Dataset entries
==========

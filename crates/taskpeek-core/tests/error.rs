//! Tests for error handling

use taskpeek_core::error::{PeekError, PeekResult};
#[cfg(target_os = "macos")]
use taskpeek_core::platform::macos::error::MachError;

#[cfg(target_os = "macos")]
#[test]
fn test_mach_error_protection_failure()
{
    let error = MachError::ProtectionFailure;
    let message = format!("{}", error);
    assert!(message.contains("Permission denied"));
}

#[cfg(target_os = "macos")]
#[test]
fn test_mach_error_unknown()
{
    let error = MachError::Unknown(999);
    let message = format!("{}", error);
    assert!(message.contains("999"));
}

#[cfg(target_os = "macos")]
#[test]
fn test_mach_error_to_peek_error()
{
    let peek_err: PeekError = MachError::InvalidAddress.into();
    assert!(matches!(peek_err, PeekError::MachError(MachError::InvalidAddress)));
}

#[test]
fn test_process_not_found_display()
{
    let error = PeekError::ProcessNotFound(12345);
    let message = format!("{}", error);
    assert!(message.contains("12345"));
    assert!(message.contains("not found"));
}

#[test]
fn test_permission_denied_display()
{
    let error = PeekError::PermissionDenied("test reason".to_string());
    let message = format!("{}", error);
    assert!(message.contains("Permission denied"));
    assert!(message.contains("test reason"));
}

#[test]
fn test_read_failed_display()
{
    let error = PeekError::ReadFailed {
        address: 0x1000,
        len: 1,
        details: "Input/output error".to_string(),
    };
    let message = format!("{}", error);
    assert!(message.contains("0x1000"));
    assert!(message.contains("1 byte"));
}

#[test]
fn test_exec_failed_display()
{
    let error = PeekError::ExecFailed {
        program: "/bin/nope".to_string(),
        details: "No such file or directory".to_string(),
    };
    assert!(format!("{}", error).contains("/bin/nope"));
}

#[test]
fn test_launch_error_classification()
{
    assert!(PeekError::ChannelFailed("pipe".into()).is_launch_error());
    assert!(PeekError::SpawnFailed("fork".into()).is_launch_error());
    assert!(PeekError::ExecFailed {
        program: "x".into(),
        details: "y".into()
    }
    .is_launch_error());
    assert!(!PeekError::PermissionDenied("x".into()).is_launch_error());
}

#[test]
fn test_session_invalidation_classification()
{
    assert!(PeekError::CapabilityRevoked(1).invalidates_session());
    assert!(PeekError::ProcessNotFound(1).invalidates_session());
    assert!(PeekError::NotAttached.invalidates_session());
    assert!(!PeekError::ReadFailed {
        address: 1,
        len: 1,
        details: String::new()
    }
    .invalidates_session());
    assert!(!PeekError::PermissionDenied("x".into()).invalidates_session());
}

#[test]
fn test_io_error_conversion()
{
    let io = std::io::Error::new(std::io::ErrorKind::Other, "boom");
    let error: PeekError = io.into();
    assert!(matches!(error, PeekError::Io(_)));
}

#[test]
fn test_result_type()
{
    // Test that Result type is properly aliased
    let _result: PeekResult<()> = Ok(());
    let _error_result: PeekResult<()> = Err(PeekError::ProcessNotFound(12345));
}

==========

Activity: Starting with the line that contains "assert!(PeekError::ProcessNotFound(1).invalidates_session());", return every line through the last one of the records, exactly as written.

Response to the exercise:
    assert!(PeekError::ProcessNotFound(1).invalidates_session());
    assert!(PeekError::NotAttached.invalidates_session());
    assert!(!PeekError::ReadFailed {
        address: 1,
        len: 1,
        details: String::new()
    }
    .invalidates_session());
    assert!(!PeekError::PermissionDenied("x".into()).invalidates_session());
}

#[test]
fn test_io_error_conversion()
{
    let io = std::io::Error::new(std::io::ErrorKind::Other, "boom");
    let error: PeekError = io.into();
    assert!(matches!(error, PeekError::Io(_)));
}

#[test]
fn test_result_type()
{
    // Test that Result type is properly aliased
    let _result: PeekResult<()> = Ok(());
    let _error_result: PeekResult<()> = Err(PeekError::ProcessNotFound(12345));
}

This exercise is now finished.